■ SOURCE MATERIAL ■

· · · · · · ·

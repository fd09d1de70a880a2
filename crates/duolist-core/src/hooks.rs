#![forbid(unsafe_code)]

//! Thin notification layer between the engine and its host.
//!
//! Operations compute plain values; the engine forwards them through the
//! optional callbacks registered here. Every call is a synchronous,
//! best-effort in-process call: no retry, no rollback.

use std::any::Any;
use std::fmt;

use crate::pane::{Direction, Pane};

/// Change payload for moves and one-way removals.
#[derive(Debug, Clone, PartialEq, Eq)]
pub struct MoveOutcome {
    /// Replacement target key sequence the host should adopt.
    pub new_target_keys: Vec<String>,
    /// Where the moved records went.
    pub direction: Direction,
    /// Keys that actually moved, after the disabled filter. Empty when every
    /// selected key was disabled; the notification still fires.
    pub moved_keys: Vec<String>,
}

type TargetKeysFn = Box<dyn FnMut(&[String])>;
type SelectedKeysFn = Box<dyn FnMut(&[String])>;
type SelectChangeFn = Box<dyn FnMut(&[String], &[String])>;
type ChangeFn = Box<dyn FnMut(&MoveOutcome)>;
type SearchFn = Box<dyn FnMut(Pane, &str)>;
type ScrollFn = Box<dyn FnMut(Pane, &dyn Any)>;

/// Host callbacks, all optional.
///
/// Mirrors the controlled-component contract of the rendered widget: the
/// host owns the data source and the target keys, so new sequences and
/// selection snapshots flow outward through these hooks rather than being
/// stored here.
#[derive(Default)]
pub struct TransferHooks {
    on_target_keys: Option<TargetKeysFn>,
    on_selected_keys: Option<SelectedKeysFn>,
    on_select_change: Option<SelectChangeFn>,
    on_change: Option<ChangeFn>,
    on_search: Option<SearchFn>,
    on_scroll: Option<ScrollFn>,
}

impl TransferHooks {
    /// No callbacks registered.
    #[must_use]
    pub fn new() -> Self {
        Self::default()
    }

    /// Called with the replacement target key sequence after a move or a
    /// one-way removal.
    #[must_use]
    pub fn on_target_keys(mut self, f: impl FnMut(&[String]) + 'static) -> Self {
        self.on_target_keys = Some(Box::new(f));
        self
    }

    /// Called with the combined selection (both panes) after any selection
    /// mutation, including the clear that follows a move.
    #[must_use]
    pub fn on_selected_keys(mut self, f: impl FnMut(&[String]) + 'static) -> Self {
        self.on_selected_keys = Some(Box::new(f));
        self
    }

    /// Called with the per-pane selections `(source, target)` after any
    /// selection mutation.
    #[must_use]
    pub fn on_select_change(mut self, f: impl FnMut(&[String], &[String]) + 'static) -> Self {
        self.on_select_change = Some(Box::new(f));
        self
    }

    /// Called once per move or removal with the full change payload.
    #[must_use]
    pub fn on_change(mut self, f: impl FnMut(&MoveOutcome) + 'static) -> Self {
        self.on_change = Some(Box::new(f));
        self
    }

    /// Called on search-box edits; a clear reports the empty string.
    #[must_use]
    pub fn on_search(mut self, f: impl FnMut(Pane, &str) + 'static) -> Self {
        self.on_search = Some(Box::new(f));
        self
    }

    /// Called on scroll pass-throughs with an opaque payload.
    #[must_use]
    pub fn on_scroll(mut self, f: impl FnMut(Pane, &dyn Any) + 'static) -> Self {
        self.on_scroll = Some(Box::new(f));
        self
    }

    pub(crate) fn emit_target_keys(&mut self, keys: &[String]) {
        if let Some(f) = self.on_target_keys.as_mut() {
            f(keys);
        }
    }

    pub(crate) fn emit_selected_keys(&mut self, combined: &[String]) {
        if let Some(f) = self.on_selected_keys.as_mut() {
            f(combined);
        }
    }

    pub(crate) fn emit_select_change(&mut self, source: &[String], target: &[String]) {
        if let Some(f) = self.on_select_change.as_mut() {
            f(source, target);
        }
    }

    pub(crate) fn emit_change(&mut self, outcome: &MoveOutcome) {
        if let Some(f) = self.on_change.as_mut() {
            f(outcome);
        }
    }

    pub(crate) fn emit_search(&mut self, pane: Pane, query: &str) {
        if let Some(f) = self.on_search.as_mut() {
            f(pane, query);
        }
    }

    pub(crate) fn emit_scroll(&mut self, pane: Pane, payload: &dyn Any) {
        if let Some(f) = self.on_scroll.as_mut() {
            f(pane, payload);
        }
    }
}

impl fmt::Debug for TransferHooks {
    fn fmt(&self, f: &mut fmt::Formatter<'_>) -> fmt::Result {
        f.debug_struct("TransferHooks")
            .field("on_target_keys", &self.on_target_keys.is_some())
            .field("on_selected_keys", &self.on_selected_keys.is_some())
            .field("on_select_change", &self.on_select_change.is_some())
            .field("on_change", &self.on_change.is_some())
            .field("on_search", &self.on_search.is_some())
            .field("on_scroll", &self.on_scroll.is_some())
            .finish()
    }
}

· · · · · · ·

■ PROBLEM DETAILS ■
From the material, report only how many lines include the word "notification".

■ RESULT OF THIS TASK ■
2